## Goal of the exercise
Type out every line below exactly as it reads.

## Records from a data collection
+ + +

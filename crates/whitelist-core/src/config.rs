//! ============================================================================
//! Verifier Configuration
//! ============================================================================
//! Service location, timeouts, retry limits and the local fallback list.
//! The core never reads the environment; shells build this value and pass it in.
//! ============================================================================

use anyhow::{Context, Result};
use serde::{Deserialize, Serialize};
use std::path::Path;
use std::time::Duration;
use url::Url;

use crate::types::WhitelistError;

/// Default whitelist service
pub const DEFAULT_BASE_URL: &str = "https://xdcheck.okart.fun";

/// Health probe timeout (5 seconds)
pub const DEFAULT_PROBE_TIMEOUT_MS: u64 = 5_000;

/// Whitelist query timeout (10 seconds)
pub const DEFAULT_QUERY_TIMEOUT_MS: u64 = 10_000;

/// Retries after the initial attempt
pub const DEFAULT_MAX_RETRIES: u32 = 2;

/// Fixed pause between attempts
pub const DEFAULT_RETRY_DELAY_MS: u64 = 1_000;

/// Addresses known to be whitelisted, mirrored from the service database
pub const DEFAULT_FALLBACK_ADDRESSES: [&str; 4] = [
    "0x49afe40999fe9551be999ae4205e4dddded493a7",
    "0x55a48983f5c070d4ad6ae259399071b25e698fc8",
    "0xe8affb540377301efc5622435ff35d49996c3e1a",
    "0x8da7584bf0d0977f1f7a57905cfbd0c1cc95571b",
];

/// Configuration for a verification orchestrator
#[derive(Debug, Clone, PartialEq, Eq, Serialize, Deserialize)]
#[serde(default)]
pub struct VerifierConfig {
    /// Base URL of the whitelist service, without trailing path
    pub base_url: String,
    pub probe_timeout_ms: u64,
    pub query_timeout_ms: u64,
    pub max_retries: u32,
    pub retry_delay_ms: u64,
    /// Local whitelist consulted when the service cannot answer
    pub fallback_addresses: Vec<String>,
}

impl Default for VerifierConfig {
    fn default() -> Self {
        Self {
            base_url: DEFAULT_BASE_URL.to_string(),
            probe_timeout_ms: DEFAULT_PROBE_TIMEOUT_MS,
            query_timeout_ms: DEFAULT_QUERY_TIMEOUT_MS,
            max_retries: DEFAULT_MAX_RETRIES,
            retry_delay_ms: DEFAULT_RETRY_DELAY_MS,
            fallback_addresses: DEFAULT_FALLBACK_ADDRESSES
                .iter()
                .map(|a| a.to_string())
                .collect(),
        }
    }
}

impl VerifierConfig {
    /// Load from a JSON file; missing fields take their defaults
    pub fn from_json_file(path: impl AsRef<Path>) -> Result<Self> {
        let path = path.as_ref();
        let raw = std::fs::read_to_string(path)
            .with_context(|| format!("Failed to read config file {}", path.display()))?;
        let config: Self = serde_json::from_str(&raw)
            .with_context(|| format!("Failed to parse config file {}", path.display()))?;
        config.validate()?;
        Ok(config)
    }

    /// Reject values the verifier cannot work with
    pub fn validate(&self) -> Result<(), WhitelistError> {
        self.parsed_base_url()?;

        if self.probe_timeout_ms == 0 {
            return Err(WhitelistError::InvalidConfig(
                "probe_timeout_ms must be greater than zero".into(),
            ));
        }
        if self.query_timeout_ms == 0 {
            return Err(WhitelistError::InvalidConfig(
                "query_timeout_ms must be greater than zero".into(),
            ));
        }
        if let Some(idx) = self
            .fallback_addresses
            .iter()
            .position(|a| a.trim().is_empty())
        {
            return Err(WhitelistError::InvalidConfig(format!(
                "fallback_addresses[{}] is empty",
                idx
            )));
        }

        Ok(())
    }

    /// Full URL of an endpoint below the base URL
    pub fn endpoint(&self, path: &str) -> Result<Url, WhitelistError> {
        let base = self.parsed_base_url()?;
        let joined = format!(
            "{}/{}",
            base.as_str().trim_end_matches('/'),
            path.trim_start_matches('/')
        );
        Url::parse(&joined).map_err(|e| WhitelistError::InvalidBaseUrl {
            url: joined.clone(),
            reason: e.to_string(),
        })
    }

    pub fn probe_timeout(&self) -> Duration {
        Duration::from_millis(self.probe_timeout_ms)
    }

    pub fn query_timeout(&self) -> Duration {
        Duration::from_millis(self.query_timeout_ms)
    }

    pub fn retry_delay(&self) -> Duration {
        Duration::from_millis(self.retry_delay_ms)
    }

    fn parsed_base_url(&self) -> Result<Url, WhitelistError> {
        let url = Url::parse(self.base_url.trim()).map_err(|e| WhitelistError::InvalidBaseUrl {
            url: self.base_url.clone(),
            reason: e.to_string(),
        })?;

        match url.scheme() {
            "http" | "https" => Ok(url),
            other => Err(WhitelistError::InvalidBaseUrl {
                url: self.base_url.clone(),
                reason: format!("unsupported scheme '{}'", other),
            }),
        }
    }
}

+ + +

## Response area
filename crates/whitelist-core/src/config.rs
//! ============================================================================
//! Verifier Configuration
//! ============================================================================
//! Service location, timeouts, retry limits and the local fallback list.
//! The core never reads the environment; shells build this value and pass it in.
//! ============================================================================

use anyhow::{Context, Result};
use serde::{Deserialize, Serialize};
use std::path::Path;
use std::time::Duration;
use url::Url;

use crate::types::WhitelistError;

/// Default whitelist service
pub const DEFAULT_BASE_URL: &str = "https://xdcheck.okart.fun";

/// Health probe timeout (5 seconds)
pub const DEFAULT_PROBE_TIMEOUT_MS: u64 = 5_000;

/// Whitelist query timeout (10 seconds)
pub const DEFAULT_QUERY_TIMEOUT_MS: u64 = 10_000;

/// Retries after the initial attempt
pub const DEFAULT_MAX_RETRIES: u32 = 2;

/// Fixed pause between attempts
pub const DEFAULT_RETRY_DELAY_MS: u64 = 1_000;

/// Addresses known to be whitelisted, mirrored from the service database
pub const DEFAULT_FALLBACK_ADDRESSES: [&str; 4] = [
    "0x49afe40999fe9551be999ae4205e4dddded493a7",
    "0x55a48983f5c070d4ad6ae259399071b25e698fc8",
    "0xe8affb540377301efc5622435ff35d49996c3e1a",
    "0x8da7584bf0d0977f1f7a57905cfbd0c1cc95571b",
];

/// Configuration for a verification orchestrator
#[derive(Debug, Clone, PartialEq, Eq, Serialize, Deserialize)]
#[serde(default)]
pub struct VerifierConfig {
    /// Base URL of the whitelist service, without trailing path
    pub base_url: String,
    pub probe_timeout_ms: u64,
    pub query_timeout_ms: u64,
    pub max_retries: u32,
    pub retry_delay_ms: u64,
    /// Local whitelist consulted when the service cannot answer
    pub fallback_addresses: Vec<String>,
}

impl Default for VerifierConfig {
    fn default() -> Self {
        Self {
            base_url: DEFAULT_BASE_URL.to_string(),
            probe_timeout_ms: DEFAULT_PROBE_TIMEOUT_MS,
            query_timeout_ms: DEFAULT_QUERY_TIMEOUT_MS,
            max_retries: DEFAULT_MAX_RETRIES,
            retry_delay_ms: DEFAULT_RETRY_DELAY_MS,
            fallback_addresses: DEFAULT_FALLBACK_ADDRESSES
                .iter()
                .map(|a| a.to_string())
                .collect(),
        }
    }
}

impl VerifierConfig {
    /// Load from a JSON file; missing fields take their defaults
    pub fn from_json_file(path: impl AsRef<Path>) -> Result<Self> {
        let path = path.as_ref();
        let raw = std::fs::read_to_string(path)
            .with_context(|| format!("Failed to read config file {}", path.display()))?;
        let config: Self = serde_json::from_str(&raw)
            .with_context(|| format!("Failed to parse config file {}", path.display()))?;
        config.validate()?;
        Ok(config)
    }

    /// Reject values the verifier cannot work with
    pub fn validate(&self) -> Result<(), WhitelistError> {
        self.parsed_base_url()?;

        if self.probe_timeout_ms == 0 {
            return Err(WhitelistError::InvalidConfig(
                "probe_timeout_ms must be greater than zero".into(),
            ));
        }
        if self.query_timeout_ms == 0 {
            return Err(WhitelistError::InvalidConfig(
                "query_timeout_ms must be greater than zero".into(),
            ));
        }
        if let Some(idx) = self
            .fallback_addresses
            .iter()
            .position(|a| a.trim().is_empty())
        {
            return Err(WhitelistError::InvalidConfig(format!(
                "fallback_addresses[{}] is empty",
                idx
            )));
        }

        Ok(())
    }

    /// Full URL of an endpoint below the base URL
    pub fn endpoint(&self, path: &str) -> Result<Url, WhitelistError> {
        let base = self.parsed_base_url()?;
        let joined = format!(
            "{}/{}",
            base.as_str().trim_end_matches('/'),
            path.trim_start_matches('/')
        );
        Url::parse(&joined).map_err(|e| WhitelistError::InvalidBaseUrl {
            url: joined.clone(),
            reason: e.to_string(),
        })
    }

    pub fn probe_timeout(&self) -> Duration {
        Duration::from_millis(self.probe_timeout_ms)
    }

    pub fn query_timeout(&self) -> Duration {
        Duration::from_millis(self.query_timeout_ms)
    }

    pub fn retry_delay(&self) -> Duration {
        Duration::from_millis(self.retry_delay_ms)
    }

    fn parsed_base_url(&self) -> Result<Url, WhitelistError> {
        let url = Url::parse(self.base_url.trim()).map_err(|e| WhitelistError::InvalidBaseUrl {
            url: self.base_url.clone(),
            reason: e.to_string(),
        })?;

        match url.scheme() {
            "http" | "https" => Ok(url),
            other => Err(WhitelistError::InvalidBaseUrl {
                url: self.base_url.clone(),
                reason: format!("unsupported scheme '{}'", other),
            }),
        }
    }
}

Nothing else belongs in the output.